Among the entries below, find all lines that include "starting" and copy them.

_Dataset records_
#####

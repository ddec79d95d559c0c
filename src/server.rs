// HTTP surface of the gateway: status, chat, streaming chat, and history
// routes. Each streaming turn owns a fresh reasoning filter; the handlers
// wire the upstream chunk stream through it and into the SSE response.

use std::{convert::Infallible, sync::Arc, time::Duration};

use axum::{
    Json, Router,
    body::Body,
    extract::State,
    http::{StatusCode, header::CONTENT_TYPE},
    response::{IntoResponse, Response},
    routing::{get, post},
};
use bytes::Bytes;
use serde_json::{Value, json};
use tokio::sync::mpsc;
use tokio_stream::{StreamExt, wrappers::UnboundedReceiverStream};
use tracing::{error, info};
use uuid::Uuid;

use crate::{
    app_context::AppContext,
    config::GatewayConfig,
    history::ConversationHistory,
    protocols::{ChatMessage, ChatRequest, ChatResponse, HistoryResponse, StreamEvent},
    reasoning_filter::{MarkerPair, StreamingFilter, canonicalize, normalize_whitespace},
    upstream::UpstreamError,
};

/// Upstream failure surfaced on the non-streaming path, mapped to the status
/// codes the frontend expects.
pub struct ApiError(pub UpstreamError);

impl IntoResponse for ApiError {
    fn into_response(self) -> Response {
        let status = if self.0.is_connect() {
            StatusCode::SERVICE_UNAVAILABLE
        } else if self.0.is_timeout() {
            StatusCode::GATEWAY_TIMEOUT
        } else {
            StatusCode::BAD_GATEWAY
        };
        (status, Json(json!({ "detail": self.0.to_string() }))).into_response()
    }
}

/// Bind and serve until Ctrl+C or SIGTERM.
pub async fn startup(config: GatewayConfig) -> anyhow::Result<()> {
    let addr = format!("{}:{}", config.host, config.port);
    let context = Arc::new(AppContext::new(config)?);

    info!(
        "starting gateway on {} (upstream {}, model {})",
        addr,
        context.upstream.base_url(),
        context.upstream.model().unwrap_or("backend default"),
    );
    if context.upstream.check().await {
        info!("upstream backend reachable");
    } else {
        info!("upstream backend not reachable yet; requests will fail until it is up");
    }

    let app = build_app(context);
    let listener = tokio::net::TcpListener::bind(&addr).await?;
    axum::serve(listener, app)
        .with_graceful_shutdown(shutdown_signal())
        .await?;
    Ok(())
}

pub fn build_app(context: Arc<AppContext>) -> Router {
    let cors = create_cors_layer(context.config.cors_allowed_origins.clone());
    Router::new()
        .route("/", get(status))
        .route("/api/chat", post(chat))
        .route("/api/stream_chat", post(stream_chat))
        .route("/api/history", get(get_history).delete(clear_history))
        .layer(cors)
        .with_state(context)
}

async fn status(State(context): State<Arc<AppContext>>) -> Json<Value> {
    let connected = context.upstream.check().await;
    Json(json!({
        "status": "running",
        "upstream_url": context.upstream.base_url(),
        "model": context.upstream.model(),
        "upstream_connected": connected,
        "endpoints": {
            "chat": "/api/chat",
            "stream_chat": "/api/stream_chat",
            "history": "/api/history",
        },
    }))
}

/// Record the user message and assemble the context window sent upstream.
fn begin_turn(context: &AppContext, history: &mut ConversationHistory, text: &str) -> Vec<ChatMessage> {
    history.push_user(text);
    let mut messages = Vec::new();
    if let Some(prompt) = &context.config.system_prompt {
        messages.push(ChatMessage::system(prompt));
    }
    messages.extend_from_slice(history.recent(context.config.context_window));
    messages
}

/// Strip reasoning spans and markdown emphasis characters from a complete
/// reply, collapsing the whitespace left behind.
fn clean_reply(raw: &str, markers: &MarkerPair) -> String {
    let stripped = canonicalize(raw, markers);
    normalize_whitespace(&stripped.replace(['*', '_', '`'], ""))
}

async fn chat(
    State(context): State<Arc<AppContext>>,
    Json(request): Json<ChatRequest>,
) -> Result<Json<ChatResponse>, ApiError> {
    let messages = {
        let mut history = context.history.write().await;
        begin_turn(&context, &mut history, &request.text)
    };

    let raw = context.upstream.chat(&messages).await.map_err(ApiError)?;
    let reply = clean_reply(&raw, &context.config.marker_pair());

    let history = {
        let mut history = context.history.write().await;
        history.push_assistant(&reply);
        history.snapshot()
    };
    Ok(Json(ChatResponse {
        response: reply,
        history,
    }))
}

async fn stream_chat(
    State(context): State<Arc<AppContext>>,
    Json(request): Json<ChatRequest>,
) -> Response {
    let turn_id = Uuid::new_v4();
    let messages = {
        let mut history = context.history.write().await;
        begin_turn(&context, &mut history, &request.text)
    };
    info!(%turn_id, context_messages = messages.len(), "streaming turn started");

    let markers = context.config.marker_pair();
    let mut source = context.upstream.stream_chat(messages);
    let (tx, rx) = mpsc::unbounded_channel::<Result<Bytes, Infallible>>();

    tokio::spawn(async move {
        let mut filter = StreamingFilter::new(markers.clone());
        let mut failure: Option<UpstreamError> = None;

        while let Some(item) = source.next().await {
            match item {
                Ok(delta) => {
                    let emitted = filter.process_chunk(&delta);
                    if !emitted.is_empty()
                        && tx.send(Ok(sse_frame(&StreamEvent::token(emitted)))).is_err()
                    {
                        // Consumer disconnected; abandon the turn.
                        return;
                    }
                }
                Err(e) => {
                    failure = Some(e);
                    break;
                }
            }
        }

        // End-of-stream flush. Confirmed text still goes out when the
        // upstream failed mid-stream, so the consumer sees partial-but-
        // correct output before the failure notification.
        let tail = filter.finish();
        if !tail.is_empty() {
            let _ = tx.send(Ok(sse_frame(&StreamEvent::token(tail))));
        }

        match failure {
            Some(e) => {
                error!(%turn_id, "upstream stream failed: {e}");
                let _ = tx.send(Ok(sse_frame(&StreamEvent::error(&e))));
            }
            None => {
                let full_text = canonicalize(filter.visible_text(), &markers);
                {
                    let mut history = context.history.write().await;
                    history.push_assistant(&full_text);
                }
                info!(%turn_id, chars = full_text.len(), "streaming turn complete");
                let _ = tx.send(Ok(sse_frame(&StreamEvent::done(full_text))));
            }
        }
    });

    let body = Body::from_stream(UnboundedReceiverStream::new(rx));
    let mut response = Response::new(body);
    response
        .headers_mut()
        .insert(CONTENT_TYPE, http::HeaderValue::from_static("text/event-stream"));
    response
}

async fn get_history(State(context): State<Arc<AppContext>>) -> Json<HistoryResponse> {
    let history = context.history.read().await;
    Json(HistoryResponse {
        history: history.snapshot(),
    })
}

async fn clear_history(State(context): State<Arc<AppContext>>) -> Json<Value> {
    context.history.write().await.clear();
    Json(json!({ "message": "History cleared" }))
}

fn sse_frame(event: &StreamEvent) -> Bytes {
    match serde_json::to_string(event) {
        Ok(json) => Bytes::from(format!("data: {json}\n\n")),
        Err(e) => {
            error!("failed to serialize stream event: {e}");
            Bytes::new()
        }
    }
}

fn create_cors_layer(allowed_origins: Vec<String>) -> tower_http::cors::CorsLayer {
    use tower_http::cors::Any;

    let cors = if allowed_origins.is_empty() {
        tower_http::cors::CorsLayer::new()
            .allow_origin(Any)
            .allow_methods(Any)
            .allow_headers(Any)
    } else {
        let origins: Vec<http::HeaderValue> = allowed_origins
            .into_iter()
            .filter_map(|origin| origin.parse().ok())
            .collect();

        tower_http::cors::CorsLayer::new()
            .allow_origin(origins)
            .allow_methods([
                http::Method::GET,
                http::Method::POST,
                http::Method::DELETE,
                http::Method::OPTIONS,
            ])
            .allow_headers([http::header::CONTENT_TYPE])
    };

    cors.max_age(Duration::from_secs(3600))
}

async fn shutdown_signal() {
    let ctrl_c = async {
        if let Err(e) = tokio::signal::ctrl_c().await {
            error!("failed to install Ctrl+C handler: {e}");
            std::future::pending::<()>().await
        }
    };

    #[cfg(unix)]
    let terminate = async {
        match tokio::signal::unix::signal(tokio::signal::unix::SignalKind::terminate()) {
            Ok(mut signal) => {
                signal.recv().await;
            }
            Err(e) => {
                error!("failed to install SIGTERM handler: {e}");
                std::future::pending::<()>().await
            }
        }
    };

    #[cfg(not(unix))]
    let terminate = std::future::pending::<()>();

    tokio::select! {
        _ = ctrl_c => {
            info!("received Ctrl+C, starting graceful shutdown");
        },
        _ = terminate => {
            info!("received terminate signal, starting graceful shutdown");
        },
    }
}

#####

_EXPECTED OUTPUT_
        "starting gateway on {} (upstream {}, model {})",
            info!("received Ctrl+C, starting graceful shutdown");
            info!("received terminate signal, starting graceful shutdown");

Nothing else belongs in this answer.